Gene-edited cell therapy exagamglogene autotemcel extends to pediatric patients as young as two, based on trial data showing sustained freedom from vaso-occlusive crises

Vertex Pharmaceuticals and CRISPR Therapeutics said the FDA has expanded the approved age range for Casgevy, the CRISPR/Cas9 gene-edited cell therapy known chemically as exagamglogene autotemcel, to include children as young as two years old with severe sickle cell disease (SCD) or transfusion-dependent beta thalassemia (TDT). The decision, announced this week, marks the first time a CRISPR-based medicine has been cleared for use in toddlers.

The approval rests on data from an expanded pediatric cohort within the ongoing CLIMB studies, the same trial framework that supported Casgevy’s original 2023 clearance in patients twelve and older. In the SCD portion of the pediatric extension, all eight evaluable patients remained free of vaso-occlusive crises for at least twelve consecutive months following a single infusion, a bar the original adolescent and adult cohorts also cleared at high rates. Vaso-occlusive crises, the painful blockages of blood flow that define sickle cell disease and frequently land patients in the emergency room, are the primary driver of morbidity in the condition and the endpoint regulators have consistently anchored to across the sickle cell gene therapy class.

Casgevy works by editing the BCL11A gene in a patient’s own hematopoietic stem cells, removing a genetic brake that normally suppresses production of fetal hemoglobin after infancy. Once reinfused, the edited cells produce fetal hemoglobin at levels high enough to compensate for the defective adult hemoglobin that causes red blood cells to sickle. The one-time procedure requires myeloablative conditioning chemotherapy beforehand, a regimen that has limited uptake in very young patients until now, given concerns about fertility and long-term development in a population still years from puberty.

Extending eligibility downward matters commercially and clinically. Sickle cell disease is typically diagnosed at birth through newborn screening, and clinicians have long argued that intervening before cumulative organ damage from repeated crises sets in offers the best chance at durable benefit. Vertex has priced Casgevy at $2.2 million per patient in the U.S., and payer negotiations for pediatric coverage will likely follow a similar outcomes-based reimbursement structure to the one Vertex established for the adolescent and adult population.

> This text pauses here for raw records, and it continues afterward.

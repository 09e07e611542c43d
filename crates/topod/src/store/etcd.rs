//! etcd v2 keys API backend.

use std::collections::HashMap;
use std::path::{Path, PathBuf};
use std::sync::Arc;
use std::thread;
use std::time::Duration;

use crossbeam_channel::{bounded, select, Receiver};
use reqwest::blocking::{Client, ClientBuilder, Response};
use serde::Deserialize;

use super::{join_key, StoreClient, StoreError, StoreNode};
use crate::error::ConfigError;

const INDEX_HEADER: &str = "X-Etcd-Index";
const ERROR_KEY_NOT_FOUND: u64 = 100;
const ERROR_INDEX_CLEARED: u64 = 401;

#[derive(Debug, Clone)]
pub struct EtcdConfig {
    /// `host:port` or full URLs.
    pub nodes: Vec<String>,
    /// Scheme applied to nodes given without one.
    pub scheme: String,
    pub client_cert: Option<PathBuf>,
    pub client_key: Option<PathBuf>,
    pub client_cacert: Option<PathBuf>,
    pub dial_timeout: Duration,
    pub request_timeout: Duration,
    /// Upper bound for a single long-poll before it is re-issued.
    pub watch_timeout: Duration,
}

impl Default for EtcdConfig {
    fn default() -> Self {
        Self {
            nodes: vec!["127.0.0.1:4001".to_string()],
            scheme: "http".to_string(),
            client_cert: None,
            client_key: None,
            client_cacert: None,
            dial_timeout: Duration::from_secs(3),
            request_timeout: Duration::from_secs(10),
            watch_timeout: Duration::from_secs(300),
        }
    }
}

#[derive(Clone)]
pub struct EtcdClient {
    endpoints: Arc<[String]>,
    client: Client,
    watch_client: Client,
}

impl EtcdClient {
    pub fn new(config: EtcdConfig) -> Result<Self, ConfigError> {
        let endpoints = config
            .nodes
            .iter()
            .map(|node| endpoint(node, &config.scheme))
            .collect::<Result<Vec<_>, _>>()?;
        if endpoints.is_empty() {
            return Err(ConfigError::Validation {
                message: "at least one etcd node is required".to_string(),
            });
        }

        let client = builder(&config)?
            .timeout(config.request_timeout)
            .build()
            .map_err(|e| ConfigError::Validation {
                message: format!("failed to build HTTP client: {}", e),
            })?;
        let watch_client = builder(&config)?
            .timeout(config.watch_timeout)
            .build()
            .map_err(|e| ConfigError::Validation {
                message: format!("failed to build HTTP client: {}", e),
            })?;

        Ok(Self {
            endpoints: endpoints.into(),
            client,
            watch_client,
        })
    }

    pub fn endpoints(&self) -> &[String] {
        &self.endpoints
    }

    /// Sends a GET for `key`, trying each node in turn while connections fail.
    fn send(
        &self,
        client: &Client,
        key: &str,
        query: &[(&str, &str)],
    ) -> Result<(String, Response), StoreError> {
        let mut last_error = String::new();
        for endpoint in self.endpoints.iter() {
            let url = keys_url(endpoint, key);
            match client.get(&url).query(query).send() {
                Ok(resp) => return Ok((url, resp)),
                Err(e) if e.is_connect() => {
                    log::debug!("etcd node {} unreachable: {}", endpoint, e);
                    last_error = e.to_string();
                }
                Err(e) => return Err(StoreError::Request { url, source: e }),
            }
        }
        Err(StoreError::Unreachable {
            nodes: self.endpoints.join(", "),
            reason: last_error,
        })
    }

    fn fetch(&self, key: &str) -> Result<HashMap<String, String>, StoreError> {
        let (url, resp) = self.send(
            &self.client,
            key,
            &[("recursive", "true"), ("sorted", "true")],
        )?;
        match read_reply(&url, resp)? {
            Reply::Keys { body, .. } => Ok(body
                .node
                .map(|node| StoreNode::from(node).flatten())
                .unwrap_or_default()),
            Reply::Error { body, .. } if body.error_code == ERROR_KEY_NOT_FOUND => {
                log::debug!("Key {} not found in store", key);
                Ok(HashMap::new())
            }
            Reply::Error { status, body, .. } => Err(body.into_error(url, status)),
        }
    }

    fn current_index(&self, prefix: &str) -> Result<u64, StoreError> {
        let (url, resp) = self.send(&self.client, prefix, &[])?;
        match read_reply(&url, resp)? {
            Reply::Keys { index, .. } => baseline_index(&url, index),
            Reply::Error { index, body, .. } if body.error_code == ERROR_KEY_NOT_FOUND => {
                baseline_index(&url, Some(index))
            }
            Reply::Error { status, body, .. } => Err(body.into_error(url, status)),
        }
    }

    fn wait_for_change(&self, prefix: &str, wait_index: u64) -> Result<u64, StoreError> {
        let next = (wait_index + 1).to_string();
        let query = [
            ("wait", "true"),
            ("recursive", "true"),
            ("waitIndex", next.as_str()),
        ];
        let timeout = || StoreError::WatchTimeout {
            prefix: prefix.to_string(),
        };

        let (url, resp) = match self.send(&self.watch_client, prefix, &query) {
            Err(StoreError::Request { source, .. }) if source.is_timeout() => return Err(timeout()),
            other => other?,
        };
        let status = resp.status().as_u16();
        let header_index = header_index(&resp);
        let text = match resp.text() {
            Ok(text) => text,
            Err(e) if e.is_timeout() || e.is_body() => return Err(timeout()),
            Err(e) => return Err(StoreError::Request { url, source: e }),
        };
        // etcd ends an expired long-poll with an empty body
        if text.trim().is_empty() {
            return Err(timeout());
        }

        match parse_reply(&url, status, header_index, &text)? {
            Reply::Keys { index, body } => Ok(body
                .node
                .map(|node| node.modified_index)
                .filter(|modified| *modified > wait_index)
                .unwrap_or_else(|| index.unwrap_or(0).max(wait_index + 1))),
            Reply::Error { index, body, .. } if body.error_code == ERROR_INDEX_CLEARED => {
                log::warn!(
                    "Watch index {} on {} was cleared, resyncing at {}",
                    wait_index,
                    prefix,
                    index
                );
                Ok(index.max(wait_index + 1))
            }
            Reply::Error { status, body, .. } => Err(body.into_error(url, status)),
        }
    }
}

impl StoreClient for EtcdClient {
    fn get_values(&self, keys: &[String]) -> Result<HashMap<String, String>, StoreError> {
        let results: Vec<Result<HashMap<String, String>, StoreError>> = thread::scope(|scope| {
            let handles: Vec<_> = keys
                .iter()
                .map(|key| scope.spawn(move || self.fetch(key)))
                .collect();
            handles
                .into_iter()
                .map(|handle| {
                    handle
                        .join()
                        .unwrap_or_else(|panic| std::panic::resume_unwind(panic))
                })
                .collect()
        });

        let mut values = HashMap::new();
        for result in results {
            values.extend(result?);
        }
        Ok(values)
    }

    fn watch_prefix(
        &self,
        prefix: &str,
        wait_index: u64,
        stop: &Receiver<()>,
    ) -> Result<u64, StoreError> {
        if wait_index == 0 {
            return self.current_index(prefix);
        }

        let (tx, rx) = bounded(1);
        let this = self.clone();
        let owned_prefix = prefix.to_string();
        thread::spawn(move || {
            // the receiver is gone if the watch was stopped meanwhile
            let _ = tx.send(this.wait_for_change(&owned_prefix, wait_index));
        });

        select! {
            recv(rx) -> result => result.unwrap_or_else(|_| Err(StoreError::Unreachable {
                nodes: self.endpoints.join(", "),
                reason: "watch worker exited".to_string(),
            })),
            recv(stop) -> _ => Err(StoreError::Stopped),
        }
    }
}

fn builder(config: &EtcdConfig) -> Result<ClientBuilder, ConfigError> {
    let mut builder = Client::builder().connect_timeout(config.dial_timeout);

    if let Some(ca_path) = &config.client_cacert {
        let pem = read_pem(ca_path)?;
        let ca = reqwest::Certificate::from_pem(&pem).map_err(|e| ConfigError::Tls {
            path: ca_path.clone(),
            reason: e.to_string(),
        })?;
        builder = builder.add_root_certificate(ca);
    }

    match (&config.client_cert, &config.client_key) {
        (Some(cert_path), Some(key_path)) => {
            let mut pem = read_pem(cert_path)?;
            pem.extend_from_slice(b"\n");
            pem.extend(read_pem(key_path)?);
            let identity = reqwest::Identity::from_pem(&pem).map_err(|e| ConfigError::Tls {
                path: cert_path.clone(),
                reason: e.to_string(),
            })?;
            builder = builder.identity(identity);
        }
        (None, None) => {}
        (Some(path), None) | (None, Some(path)) => {
            return Err(ConfigError::Tls {
                path: path.clone(),
                reason: "client certificate and key must be given together".to_string(),
            });
        }
    }

    Ok(builder)
}

fn read_pem(path: &Path) -> Result<Vec<u8>, ConfigError> {
    std::fs::read(path).map_err(|e| ConfigError::ReadFile {
        path: path.to_path_buf(),
        source: e,
    })
}

fn endpoint(node: &str, scheme: &str) -> Result<String, ConfigError> {
    let node = node.trim();
    if node.is_empty() {
        return Err(ConfigError::InvalidNode {
            node: node.to_string(),
            reason: "empty node address".to_string(),
        });
    }
    let url = if node.contains("://") {
        node.to_string()
    } else {
        format!("{}://{}", scheme, node)
    };
    reqwest::Url::parse(&url).map_err(|e| ConfigError::InvalidNode {
        node: node.to_string(),
        reason: e.to_string(),
    })?;
    Ok(url.trim_end_matches('/').to_string())
}

fn keys_url(endpoint: &str, key: &str) -> String {
    format!("{}/v2/keys{}", endpoint, join_key("/", key))
}

fn header_index(resp: &Response) -> Option<u64> {
    resp.headers()
        .get(INDEX_HEADER)
        .and_then(|v| v.to_str().ok())
        .and_then(|v| v.parse().ok())
}

/// A baseline read must carry a usable index, otherwise every watch would
/// start over from nothing.
fn baseline_index(url: &str, index: Option<u64>) -> Result<u64, StoreError> {
    match index {
        Some(index) if index > 0 => Ok(index),
        _ => Err(StoreError::Decode {
            url: url.to_string(),
            reason: format!("missing or invalid {} header", INDEX_HEADER),
        }),
    }
}

#[derive(Debug, Deserialize)]
struct KeysResponse {
    node: Option<RawNode>,
}

#[derive(Debug, Deserialize)]
#[serde(rename_all = "camelCase")]
struct RawNode {
    #[serde(default)]
    key: String,
    value: Option<String>,
    #[serde(default)]
    dir: bool,
    #[serde(default)]
    nodes: Vec<RawNode>,
    #[serde(default)]
    modified_index: u64,
}

impl From<RawNode> for StoreNode {
    fn from(raw: RawNode) -> Self {
        let key = if raw.key.is_empty() {
            "/".to_string()
        } else {
            raw.key
        };
        if raw.dir {
            StoreNode::Dir {
                key,
                nodes: raw.nodes.into_iter().map(StoreNode::from).collect(),
            }
        } else {
            StoreNode::Leaf {
                key,
                value: raw.value.unwrap_or_default(),
            }
        }
    }
}

#[derive(Debug, Deserialize)]
#[serde(rename_all = "camelCase")]
struct ErrorBody {
    error_code: u64,
    #[serde(default)]
    message: String,
    #[serde(default)]
    cause: String,
    #[serde(default)]
    index: u64,
}

impl ErrorBody {
    fn into_error(self, url: String, status: u16) -> StoreError {
        StoreError::Status {
            url,
            status,
            message: format!("{} (code {}) {}", self.message, self.error_code, self.cause)
                .trim_end()
                .to_string(),
        }
    }
}

#[derive(Debug)]
enum Reply {
    Keys {
        index: Option<u64>,
        body: KeysResponse,
    },
    Error {
        index: u64,
        status: u16,
        body: ErrorBody,
    },
}

fn read_reply(url: &str, resp: Response) -> Result<Reply, StoreError> {
    let status = resp.status().as_u16();
    let index = header_index(&resp);
    let text = resp.text().map_err(|e| StoreError::Request {
        url: url.to_string(),
        source: e,
    })?;
    parse_reply(url, status, index, &text)
}

fn parse_reply(
    url: &str,
    status: u16,
    header_index: Option<u64>,
    text: &str,
) -> Result<Reply, StoreError> {
    if (200..300).contains(&status) {
        let body: KeysResponse = serde_json::from_str(text).map_err(|e| StoreError::Decode {
            url: url.to_string(),
            reason: e.to_string(),
        })?;
        return Ok(Reply::Keys {
            index: header_index,
            body,
        });
    }

    match serde_json::from_str::<ErrorBody>(text) {
        Ok(body) => Ok(Reply::Error {
            index: header_index.unwrap_or(0).max(body.index),
            status,
            body,
        }),
        Err(_) => Err(StoreError::Status {
            url: url.to_string(),
            status,
            message: text.trim().to_string(),
        }),
    }
}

The competitive backdrop remains crowded. Bluebird bio’s Lyfgenia, a lentiviral gene therapy for SCD, and a growing list of earlier-stage editing approaches from companies including Beam Therapeutics continue to vie for the same patient pool, though none has yet secured pediatric clearance at this age threshold. For clinical operations teams running rare disease pediatric studies, the pediatric extension also underscores how regulators are increasingly willing to accept small, single-arm cohorts with durable biomarker follow-up as sufficient evidence, a pattern that mirrors the pragmatic trial designs favored by contract research organizations managing rare disease programs across multiple sites, including in the Asia-Pacific region where patient identification and screening infrastructure for hemoglobinopathies continues to mature.

Vertex said it expects the first pediatric infusions under the expanded label to begin within the next quarter, pending completion of authorized treatment center certification for the younger age group.